SANTA SEDE: MONS. TOMASI ALL’OIL, "DECINE DI MILIONI" LE PERSONE NEL MONDO CHE NON HANNO UN "LAVORO DECENTE"

Sono "decine di milioni" le persone che nel mondo non hanno un "lavoro decente", perché esclusi dai "benefici" della crescente globalizzazione. L’allarme è venuto da mons.
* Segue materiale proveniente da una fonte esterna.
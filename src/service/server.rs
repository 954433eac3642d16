use std::net::SocketAddr;
use std::time::Duration;

use tokio::net::{TcpListener, TcpStream};
use tokio::task::JoinHandle;
use tokio::time::{self, MissedTickBehavior};
use tracing::{debug, info, warn};

use super::Shutdown;
use crate::network::SessionRegistry;
use crate::{AppError, AppResult};

/// Accept loop: turns every accepted socket into a registered session.
#[derive(Debug)]
pub struct Server {
    listener: TcpListener,
    registry: SessionRegistry,
    max_connection: usize,
    shutdown: Shutdown,
}

impl Server {
    pub fn new(
        listener: TcpListener,
        registry: SessionRegistry,
        max_connection: usize,
        shutdown: Shutdown,
    ) -> Self {
        Server {
            listener,
            registry,
            max_connection,
            shutdown,
        }
    }

    pub fn local_addr(&self) -> AppResult<SocketAddr> {
        Ok(self.listener.local_addr()?)
    }

    /// Accepts connections until shutdown is signalled or accepting itself
    /// fails for good.
    ///
    /// Connections beyond `max_connection` active sessions are closed right
    /// away. Sessions outlive this loop; the caller stops them with
    /// [`SessionRegistry::stop_all`].
    #[tracing::instrument(skip(self))]
    pub async fn run(&mut self) -> AppResult<()> {
        loop {
            let (socket, peer) = tokio::select! {
                res = accept(&self.listener) => res?,
                _ = self.shutdown.recv() => {
                    debug!("accept loop received shutdown signal");
                    return Ok(());
                }
            };

            let active = self.registry.count();
            if active >= self.max_connection {
                warn!(%peer, active, "connection limit reached, rejecting");
                drop(socket);
                continue;
            }

            let session = self.registry.create_session(socket);
            debug!(session_id = session.id(), %peer, "accepted new connection");
        }
    }
}

async fn accept(listener: &TcpListener) -> AppResult<(TcpStream, SocketAddr)> {
    let mut backoff = 1;

    loop {
        match listener.accept().await {
            Ok(accepted) => return Ok(accepted),
            Err(err) => {
                if backoff > 64 {
                    return Err(AppError::Accept(format!(
                        "accept tcp server error: {}",
                        err
                    )));
                }
                warn!("accept failed, retrying in {}s: {}", backoff, err);
            }
        }

        time::sleep(Duration::from_secs(backoff)).await;
        backoff *= 2;
    }
}

impl Drop for Server {
    fn drop(&mut self) {
        debug!("tcp server dropped");
    }
}

/// Periodically joins sessions that have finished on their own.
///
/// A reap in progress always runs to completion; the shutdown signal is only
/// observed between ticks, so no taken-out session is ever left unjoined.
pub fn start_reaper(
    registry: SessionRegistry,
    reap_interval: Duration,
    mut shutdown: Shutdown,
) -> JoinHandle<()> {
    tokio::spawn(async move {
        let mut interval = time::interval(reap_interval);
        interval.set_missed_tick_behavior(MissedTickBehavior::Delay);
        debug!("session reaper started");
        loop {
            tokio::select! {
                _ = shutdown.recv() => {
                    debug!("session reaper received shutdown signal");
                    break;
                }
                _ = interval.tick() => {}
            }
            registry.reap_pending().await;
        }
        info!("session reaper exited");
    })
}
Silvano Tomasi, osservatore permanente della Santa Sede presso l’Organizzazione internazionale del lavoro (Oil), che partecipa in questi giorni a Ginevra alla 95ª sessione della Conferenza dell’organismo dell’Onu. "Migranti senza documenti che lavorano nell’agricoltura, nell’artigianato, a servizio domestico; donne che nell’industria tessile lavorano in condizioni insalubri e con salari miseri; lavoratori discriminati per la loro razza, casta o religione e relegati a lavori marginali di società senza possibilità di mobilità verso l’alto; lavoratori sfruttati in zone di esportazione e in tutto il mondo, lavoratori sotto pagati e che devono lavorare sempre di più per guadagnare un salario decente". È lungo l’elenco dell’esponente della Santa sede, che ha fatto notare come "la liberalizzazione delle finanze e del commercio e il crescente processo di globalizzazione hanno prodotto molto benessere, ma una gran quantità di prove mostrano una crescente disparità tra e all’interno dei Paesi nel raccogliere i benefici di questo crescente benessere". "Troppa gente rimane esclusa" da questo processo, perché "sfruttata indecentemente o estromessa dal lavoro", la denuncia della Santa Sede, che riguarda "decine di milioni" di persone sparse nel mondo".